Even with physical exercise, Teddy mixed his metaphorical wine with brandy. Here’s how Edmund Morris describes his exercise habits in his Pulitzer Prize winning book, The Rise of Theodore Roosevelt:
“Senator Henry Cabot Lodge has been heard yelling irritably at a portly object swaying in the sky, ‘Theodore! if you knew how ridiculous you look on top of that tree, you would come down at once.’ On winter evenings in Rock Creek Park, strollers may observe the President of the United States wading pale and naked into the ice-clogged stream, followed by shivering members of his Cabinet.
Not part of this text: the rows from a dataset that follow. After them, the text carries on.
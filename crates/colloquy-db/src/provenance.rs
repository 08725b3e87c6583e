//! Provenance source store implementation.
//!
//! A provenance source captures which raw input batch produced a set of
//! insights. It is an enrichment: creation failures never block insight
//! persistence.

use async_trait::async_trait;
use chrono::Utc;
use sqlx::{Pool, Postgres, Row};
use uuid::Uuid;

use colloquy_core::{
    new_v7, Error, NewProvenanceSource, ProvenanceSource, ProvenanceStore, Result,
};

/// PostgreSQL implementation of ProvenanceStore.
pub struct PgProvenanceStore {
    pool: Pool<Postgres>,
}

impl PgProvenanceStore {
    /// Create a new PgProvenanceStore with the given connection pool.
    pub fn new(pool: Pool<Postgres>) -> Self {
        Self { pool }
    }
}

#[async_trait]
impl ProvenanceStore for PgProvenanceStore {
    async fn create(&self, source: NewProvenanceSource) -> Result<ProvenanceSource> {
        let row = sqlx::query(
            "INSERT INTO provenance_source (id, kind, label, meta, created_at)
             VALUES ($1, $2, $3, $4, $5)
             RETURNING id, created_at",
        )
        .bind(new_v7())
        .bind(&source.kind)
        .bind(&source.label)
        .bind(&source.meta)
        .bind(Utc::now())
        .fetch_one(&self.pool)
        .await
        .map_err(Error::Database)?;

        Ok(ProvenanceSource {
            id: row.get("id"),
            kind: source.kind,
            label: source.label,
            meta: source.meta,
            created_at: row.get("created_at"),
        })
    }

    async fn get(&self, source_id: Uuid) -> Result<Option<ProvenanceSource>> {
        let row = sqlx::query(
            "SELECT id, kind, label, meta, created_at FROM provenance_source WHERE id = $1",
        )
        .bind(source_id)
        .fetch_optional(&self.pool)
        .await
        .map_err(Error::Database)?;

        Ok(row.map(|row| ProvenanceSource {
            id: row.get("id"),
            kind: row.get("kind"),
            label: row.get("label"),
            meta: row.get("meta"),
            created_at: row.get("created_at"),
        }))
    }
}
Thumping noises in the White House library indicate that Roosevelt is being thrown around the room by a Japanese wrestler; a particularly seismic crash, which makes the entire mansion tremble, signifies that Secretary Taft has been forced to join in the fun.”
His eccentricities made Teddy, in his own words, “ardent friends” and plenty of “bitter enemies.” Before he became President, one magazine wished him “a gradual and gentle awakening,” telling him that he is “not the timber of which Presidents are made.”
But Teddy marched on, holding steadfast to his larger-than-life personality, and riding it all the way to the White House.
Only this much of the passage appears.